• **Instructions to follow**
Restate all the data word for word, leaving nothing out.

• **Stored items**
◇ ◇ ◇ ◇ ◇ ◇ ◇
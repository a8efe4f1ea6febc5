//! Built-in symmetry classifier based on local coordination fingerprints.

use super::{SimError, SymmetryAnalyzer};
use crate::core::models::structure::CrystalStructure;
use std::collections::HashMap;
use tracing::debug;

/// Groups sites into equivalence classes by comparing their species and their
/// rounded radial coordination environment.
///
/// This is a geometric stand-in for a space-group analysis: two sites whose
/// neighbor shells match species-by-species and distance-by-distance (to the
/// configured precision) are assigned the same representative, namely the
/// lowest site index with that environment.
#[derive(Debug, Clone)]
pub struct FingerprintSymmetry {
    pub radius: f64,
    pub precision: u32,
}

impl Default for FingerprintSymmetry {
    fn default() -> Self {
        Self {
            radius: 5.0,
            precision: 2,
        }
    }
}

type Fingerprint = (String, Vec<(String, i64)>);

impl FingerprintSymmetry {
    fn fingerprint(&self, structure: &CrystalStructure, index: usize) -> Fingerprint {
        let scale = 10f64.powi(self.precision as i32);
        let mut shell: Vec<(String, i64)> = structure
            .neighbors_within(index, self.radius)
            .into_iter()
            .map(|n| {
                (
                    structure.site(n.index).species.clone(),
                    (n.distance * scale).round() as i64,
                )
            })
            .collect();
        shell.sort();
        (structure.site(index).species.clone(), shell)
    }
}

impl SymmetryAnalyzer for FingerprintSymmetry {
    fn equivalent_sites(&self, structure: &CrystalStructure) -> Result<Vec<usize>, SimError> {
        let mut representatives: HashMap<Fingerprint, usize> = HashMap::new();
        let mut mapping = Vec::with_capacity(structure.num_sites());
        for i in 0..structure.num_sites() {
            let fingerprint = self.fingerprint(structure, i);
            let representative = *representatives.entry(fingerprint).or_insert(i);
            mapping.push(representative);
        }
        debug!(
            sites = structure.num_sites(),
            classes = representatives.len(),
            "coordination fingerprint classification"
        );
        Ok(mapping)
    }
}
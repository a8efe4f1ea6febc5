use crate::error::Result;
use anyhow::Context;
use ionflow::engine::config::{PipelineConfig, SupercellConfig};

/// Compiled-in settings of the standard pipeline run. These are deliberately
/// not command-line flags: a run is reproducible from the input structure and
/// the binary version alone.
pub struct DefaultsConfig {
    pub migrating_species: &'static str,
    pub max_hop_distance: f64,
    pub num_images: usize,
    pub neb_max_steps: usize,
    pub min_supercell_length: f64,
    pub max_supercell_atoms: usize,
}

impl Default for DefaultsConfig {
    fn default() -> Self {
        Self {
            migrating_species: "Li",
            max_hop_distance: 7.0,
            num_images: 3,
            neb_max_steps: 5000,
            min_supercell_length: 10.0,
            max_supercell_atoms: 1000,
        }
    }
}

/// Assembles the pipeline configuration from the compiled-in defaults.
pub fn build_pipeline_config() -> Result<PipelineConfig> {
    let defaults = DefaultsConfig::default();
    let config = PipelineConfig::builder()
        .migrating_species(defaults.migrating_species)
        .max_hop_distance(defaults.max_hop_distance)
        .num_images(defaults.num_images)
        .neb_max_steps(defaults.neb_max_steps)
        .supercell(SupercellConfig {
            min_length: defaults.min_supercell_length,
            max_atoms: defaults.max_supercell_atoms,
        })
        .build()
        .context("invalid pipeline configuration")?;
    Ok(config)
}
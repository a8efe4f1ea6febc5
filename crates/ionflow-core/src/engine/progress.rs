#[derive(Debug, Clone)]
pub enum Progress {
    PhaseStart { name: &'static str },
    PhaseFinish,

    PathStart { index: usize, total: usize, name: String },
    StageSkip { stage: &'static str },

    Message(String),
}

pub type ProgressCallback<'a> = Box<dyn Fn(Progress) + Send + Sync + 'a>;

#[derive(Default)]
pub struct ProgressReporter<'a> {
    callback: Option<ProgressCallback<'a>>,
}

impl<'a> ProgressReporter<'a> {
    pub fn new() -> Self {
        Self::default()
    }

    pub fn with_callback(callback: ProgressCallback<'a>) -> Self {
        Self {
            callback: Some(callback),
        }
    }

    #[inline]
    pub fn report(&self, event: Progress) {
        if let Some(cb) = &self.callback {
            cb(event);
        }
    }
}
use crate::core::io::poscar::PoscarError;
use crate::core::sim::SimError;
use thiserror::Error;

#[derive(Debug, Error)]
pub enum EngineError {
    #[error("No sites of migrating species '{species}' found in the supercell")]
    NoMigratingSites { species: String },

    #[error("No symmetrically unique migration hops found within {max_distance} A")]
    NoMigrationPaths { max_distance: f64 },

    #[error("Simulation collaborator failed: {source}")]
    Simulation {
        #[from]
        source: SimError,
    },

    #[error("Structure file error: {source}")]
    Structure {
        #[from]
        source: PoscarError,
    },

    #[error(transparent)]
    Prefactor(#[from] crate::engine::prefactor::PrefactorError),

    #[error("I/O error: {0}")]
    Io(#[from] std::io::Error),

    #[error("Internal logic error: {0}")]
    Internal(String),
}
◇ ◇ ◇ ◇ ◇ ◇ ◇
• **Output of the exercise**
repository a8efe4f1ea6febc5
//! Built-in symmetry classifier based on local coordination fingerprints.

use super::{SimError, SymmetryAnalyzer};
use crate::core::models::structure::CrystalStructure;
use std::collections::HashMap;
use tracing::debug;

/// Groups sites into equivalence classes by comparing their species and their
/// rounded radial coordination environment.
///
/// This is a geometric stand-in for a space-group analysis: two sites whose
/// neighbor shells match species-by-species and distance-by-distance (to the
/// configured precision) are assigned the same representative, namely the
/// lowest site index with that environment.
#[derive(Debug, Clone)]
pub struct FingerprintSymmetry {
    pub radius: f64,
    pub precision: u32,
}

impl Default for FingerprintSymmetry {
    fn default() -> Self {
        Self {
            radius: 5.0,
            precision: 2,
        }
    }
}

type Fingerprint = (String, Vec<(String, i64)>);

impl FingerprintSymmetry {
    fn fingerprint(&self, structure: &CrystalStructure, index: usize) -> Fingerprint {
        let scale = 10f64.powi(self.precision as i32);
        let mut shell: Vec<(String, i64)> = structure
            .neighbors_within(index, self.radius)
            .into_iter()
            .map(|n| {
                (
                    structure.site(n.index).species.clone(),
                    (n.distance * scale).round() as i64,
                )
            })
            .collect();
        shell.sort();
        (structure.site(index).species.clone(), shell)
    }
}

impl SymmetryAnalyzer for FingerprintSymmetry {
    fn equivalent_sites(&self, structure: &CrystalStructure) -> Result<Vec<usize>, SimError> {
        let mut representatives: HashMap<Fingerprint, usize> = HashMap::new();
        let mut mapping = Vec::with_capacity(structure.num_sites());
        for i in 0..structure.num_sites() {
            let fingerprint = self.fingerprint(structure, i);
            let representative = *representatives.entry(fingerprint).or_insert(i);
            mapping.push(representative);
        }
        debug!(
            sites = structure.num_sites(),
            classes = representatives.len(),
            "coordination fingerprint classification"
        );
        Ok(mapping)
    }
}
repository a8efe4f1ea6febc5
use crate::error::Result;
use anyhow::Context;
use ionflow::engine::config::{PipelineConfig, SupercellConfig};

/// Compiled-in settings of the standard pipeline run. These are deliberately
/// not command-line flags: a run is reproducible from the input structure and
/// the binary version alone.
pub struct DefaultsConfig {
    pub migrating_species: &'static str,
    pub max_hop_distance: f64,
    pub num_images: usize,
    pub neb_max_steps: usize,
    pub min_supercell_length: f64,
    pub max_supercell_atoms: usize,
}

impl Default for DefaultsConfig {
    fn default() -> Self {
        Self {
            migrating_species: "Li",
            max_hop_distance: 7.0,
            num_images: 3,
            neb_max_steps: 5000,
            min_supercell_length: 10.0,
            max_supercell_atoms: 1000,
        }
    }
}

/// Assembles the pipeline configuration from the compiled-in defaults.
pub fn build_pipeline_config() -> Result<PipelineConfig> {
    let defaults = DefaultsConfig::default();
    let config = PipelineConfig::builder()
        .migrating_species(defaults.migrating_species)
        .max_hop_distance(defaults.max_hop_distance)
        .num_images(defaults.num_images)
        .neb_max_steps(defaults.neb_max_steps)
        .supercell(SupercellConfig {
            min_length: defaults.min_supercell_length,
            max_atoms: defaults.max_supercell_atoms,
        })
        .build()
        .context("invalid pipeline configuration")?;
    Ok(config)
}
repository a8efe4f1ea6febc5
filename crates/ionflow-core/src/engine/progress.rs
#[derive(Debug, Clone)]
pub enum Progress {
    PhaseStart { name: &'static str },
    PhaseFinish,

    PathStart { index: usize, total: usize, name: String },
    StageSkip { stage: &'static str },

    Message(String),
}

pub type ProgressCallback<'a> = Box<dyn Fn(Progress) + Send + Sync + 'a>;

#[derive(Default)]
pub struct ProgressReporter<'a> {
    callback: Option<ProgressCallback<'a>>,
}

impl<'a> ProgressReporter<'a> {
    pub fn new() -> Self {
        Self::default()
    }

    pub fn with_callback(callback: ProgressCallback<'a>) -> Self {
        Self {
            callback: Some(callback),
        }
    }

    #[inline]
    pub fn report(&self, event: Progress) {
        if let Some(cb) = &self.callback {
            cb(event);
        }
    }
}
use crate::core::io::poscar::PoscarError;
use crate::core::sim::SimError;
use thiserror::Error;

#[derive(Debug, Error)]
pub enum EngineError {
    #[error("No sites of migrating species '{species}' found in the supercell")]
    NoMigratingSites { species: String },

    #[error("No symmetrically unique migration hops found within {max_distance} A")]
    NoMigrationPaths { max_distance: f64 },

    #[error("Simulation collaborator failed: {source}")]
    Simulation {
        #[from]
        source: SimError,
    },

    #[error("Structure file error: {source}")]
    Structure {
        #[from]
        source: PoscarError,
    },

    #[error(transparent)]
    Prefactor(#[from] crate::engine::prefactor::PrefactorError),

    #[error("I/O error: {0}")]
    Io(#[from] std::io::Error),

    #[error("Internal logic error: {0}")]
    Internal(String),
}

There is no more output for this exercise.